Before the summer ends, I thought I’d take you all on another virtual vacation trip with my parents. After we had bought that bank-vault on wheels, we took it camping in a variety of places. One summer, my Dad decided we would concentrate on the area near Bracebridge, Ontario. Since that fateful summer so many years ago, Bracebridge has installed a theme park called Santa’s Village. Nowhere near as large and all-encompassing as the all-Christmas, all-the-time town of Frankenmuth, MI., but it still draws its share of tourists.
We pulled into town and located the tourist camp. The town is on the edge of the Canadian Shield, so there is lots of rock. The camp itself nestled along the edge of a river at a big bend. Projecting above the campgrounds was a vee-shaped, hundred foot high, stone outcropping. After we got set up, my younger brother and I went for a walk. About a block back, where we entered the camp, the rock sloped down so that you could drive about half-way up the steep grade, and climb to the precipice.
We walked up and stared down at our tiny trailer. In today’s world, there would be steel railings, high mesh fences, air-bags at the bottom and so many warning signs, that you couldn’t see the magnificent view. Back then there was common sense and self-reliance, and a hundred foot drop. Having seen what was to be seen, we felt we should return to camp. Most people just went back down the middle, but we wandered around one edge. The front was so sheer that only a professional climber with pitons could ascend. Around the side, where it was merely 90 feet high, the wall was only an 80 degree slope and had cracks and little ledges. “Do ya want to climb down?” And down we started.
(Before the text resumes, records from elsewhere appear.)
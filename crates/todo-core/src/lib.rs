//! In-memory task list: records, snapshots and the state owner that mutates them.

/// Identifier types.
pub mod id;
/// Immutable collection snapshots.
pub mod list;
/// State owner with the add/toggle/delete operations.
pub mod store;
/// Task records and text validation.
pub mod task;

pub use id::TaskId;
pub use list::TaskList;
pub use store::TodoStore;
pub use task::{Task, TaskError, TaskText, is_blank};
use std::fmt;

use tracing::{debug, info};

use crate::id::TaskId;
use crate::list::TaskList;
use crate::task::TaskText;

type Observer = Box<dyn FnMut(&TaskList)>;

/// Owner of the authoritative task collection.
///
/// `add`, `toggle` and `delete` are the only mutation paths. Each one that
/// changes anything swaps in a new [`TaskList`] snapshot and hands it to every
/// subscribed observer before returning. Requests that cannot apply (blank
/// text, unknown id) leave the snapshot untouched and notify nobody.
#[derive(Default)]
pub struct TodoStore {
    snapshot: TaskList,
    observers: Vec<Observer>,
}

impl TodoStore {
    /// Store with an empty collection.
    #[must_use]
    pub fn new() -> Self {
        Self::default()
    }

    /// Current snapshot.
    #[must_use]
    pub const fn snapshot(&self) -> &TaskList {
        &self.snapshot
    }

    /// Register a callback invoked with every new snapshot.
    pub fn subscribe(&mut self, observer: impl FnMut(&TaskList) + 'static) {
        self.observers.push(Box::new(observer));
    }

    /// Append a task unless `text` is blank; returns the new id when added.
    ///
    /// The stored text is `text` exactly as given, surrounding whitespace included.
    pub fn add(&mut self, text: &str) -> Option<TaskId> {
        let text = match TaskText::new(text) {
            Ok(text) => text,
            Err(err) => {
                debug!(%err, "ignoring add request");
                return None;
            }
        };
        let (next, id) = self.snapshot.with_added(text);
        info!(task = %id, "task added");
        self.publish(next);
        Some(id)
    }

    /// Flip the completion flag of `id`; returns whether a task was toggled.
    pub fn toggle(&mut self, id: TaskId) -> bool {
        let Some(next) = self.snapshot.with_toggled(id) else {
            debug!(task = %id, "ignoring toggle for unknown task");
            return false;
        };
        info!(task = %id, "task toggled");
        self.publish(next);
        true
    }

    /// Remove `id`; returns whether a task was removed.
    pub fn delete(&mut self, id: TaskId) -> bool {
        let Some(next) = self.snapshot.without(id) else {
            debug!(task = %id, "ignoring delete for unknown task");
            return false;
        };
        info!(task = %id, "task deleted");
        self.publish(next);
        true
    }

    fn publish(&mut self, next: TaskList) {
        self.snapshot = next;
        for observer in &mut self.observers {
            observer(&self.snapshot);
        }
    }
}

impl fmt::Debug for TodoStore {
    fn fmt(&self, f: &mut fmt::Formatter<'_>) -> fmt::Result {
        f.debug_struct("TodoStore")
            .field("snapshot", &self.snapshot)
            .field("observers", &self.observers.len())
            .finish()
    }
}

#[cfg(test)]
mod tests {
    use super::*;
    use std::cell::RefCell;
    use std::rc::Rc;

    fn texts(store: &TodoStore) -> Vec<String> {
        store.snapshot().iter().map(|task| task.text.clone()).collect()
    }

    fn expect_some<T>(value: Option<T>, ctx: &str) -> T {
        value.map_or_else(|| panic!("{ctx}"), |inner| inner)
    }

    #[test]
    fn add_appends_incomplete_task_with_untrimmed_text() {
        let mut store = TodoStore::new();
        let id = expect_some(store.add("  buy milk  "), "non-blank text must be added");

        let task = expect_some(store.snapshot().find(id), "added task must be present");
        assert_eq!(task.text, "  buy milk  ");
        assert!(!task.completed);
    }

    #[test]
    fn add_ignores_blank_text() {
        let mut store = TodoStore::new();
        assert!(store.add("").is_none());
        assert!(store.add("   ").is_none());
        assert!(store.snapshot().is_empty());
    }

    #[test]
    fn delete_first_of_two_leaves_second() {
        let mut store = TodoStore::new();
        let first = expect_some(store.add("Task 1"), "first task");
        store.add("Task 2");
        assert_eq!(texts(&store), vec!["Task 1", "Task 2"]);

        assert!(store.delete(first));
        assert_eq!(texts(&store), vec!["Task 2"]);
    }

    #[test]
    fn toggle_twice_restores_state() {
        let mut store = TodoStore::new();
        let id = expect_some(store.add("Complete this task"), "task");
        let before = store.snapshot().clone();

        assert!(store.toggle(id));
        assert_eq!(store.snapshot().find(id).map(|t| t.completed), Some(true));
        assert!(store.toggle(id));
        assert_eq!(store.snapshot(), &before);
    }

    #[test]
    fn unknown_ids_are_ignored() {
        let mut store = TodoStore::new();
        store.add("Task");
        let before = store.snapshot().clone();

        assert!(!store.toggle(TaskId::new()));
        assert!(!store.delete(TaskId::new()));
        assert_eq!(store.snapshot(), &before);
    }

    #[test]
    fn observers_see_each_applied_change_only() {
        let seen = Rc::new(RefCell::new(Vec::new()));
        let mut store = TodoStore::new();
        let sink = Rc::clone(&seen);
        store.subscribe(move |snapshot| sink.borrow_mut().push(snapshot.len()));

        let id = expect_some(store.add("Task"), "task");
        store.add("  ");
        store.toggle(id);
        store.toggle(TaskId::new());
        store.delete(id);

        assert_eq!(*seen.borrow(), vec![1, 1, 0]);
    }
}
We made it down safely, although we could have walked back around and got home sooner. At the bottom was an eight foot pile of scree, which angled down to the edge of the road. I stepped off onto it carefully, but my brother dropped the last couple of feet into it, and lost his footing. He tumbled into me, and the two of us rolled right down onto the road, and nearly got run over. The fact that it would have been ironic wouldn’t have made the hospital visit any better.
The next day we packed the trailer back up and headed further north. I asked Dad where we were headed, but he just said, “You’ll see.” We didn’t exactly get lost, but we didn’t get where Dad wanted to be, and had to turn around and go back, and then onto a different road. Back before GPS and computer maps, I’m surprised that anyone ever got anywhere. Without Sacajawea, Lewis and Clarke would still be in the parking lot at a Wal-Mart in Montreal.
We finally turned off the paved road, and headed into the bush. After a couple of miles, the dirt road T-ed out. Do we turn left or right? Dad finally decided on right, and started to drive. After a while I noticed that there were steel rails not too far off the road. Dad finally admitted that he had heard from someone, that there was a miniature railway back here, which connected two lakes. We drove for another mile or so and came to one of them. The tracks went right out onto a concrete dock.
Apparently, by getting lost, we had come at this railroad from the wrong side, and should have turned left at the T-intersection. If we had gone the other way, we would have reached a nice little campground and village. On this end there were a few houses and a tiny general store. Because we drove the extra miles, we had run out of daylight. The sun was going down. No time to drive back through the bush to the other end. Dad talked to the store owners. They were heading for bed, but told us we could park on the tiny lawn at the end of the building.
There was no room to open the trailer, so we decided to just sleep in the car. Fortunately it was a station-wagon. We hauled the stuff in the back out, and Mom, Dad, and my brother slept (?) in the back. I jammed my feet under the steering wheel in the front. We had no mosquito netting and it was way too hot and muggy to roll the windows up, so it was doze, slap, doze, slap all night. I don’t want to say that the mosquitoes were big, but I saw two of them molesting a seagull.
We were out of the car at first light, and down to the lake with soap and wash cloths. These little lakes sit in hollows of solid rock, and their average temperature is enough to make penguins order take-out. The store finally opened at eight AM and we got some coffee and hot chocolate for breakfast.
The tiny train was sitting right across from us, so we went over to have a look. Unless it got lost when Mom died, we have a photo of me, as a twelve-year-old, stretching up to lean on the walk-rail around the front of the steam engine. Re-watch Back To The Future III to see Doc Brown, and how big the full-size model is.
Finally a couple of guys came from the nearby cabins and started the boiler on the train. By ten o’clock it was ready to make its first run of the day. A locomotive, a fuel tender, (I don’t remember if it burned coal or wood.) three flat-bed freight cars and a passenger car. The two lakes were only four miles apart, but, to get from one to the other by water, was over fifty miles. The little railway had been put in to haul lumber, small boats and other freight.
Off we went for a lovely ride through the woods. When we got to the far end, there was a two-hour hiatus before going back, but at least there was more civilization to wander around and look at while we waited. Finally, we huffed and puffed and chuffed our way back to the car. We drove back to Bracebridge and stayed at the same camp for another day to recuperate. Wrong turns and giant mosquitoes and all, it was an adventure I’m glad I didn’t miss. I hope you’ve enjoyed rummaging through my fading memories.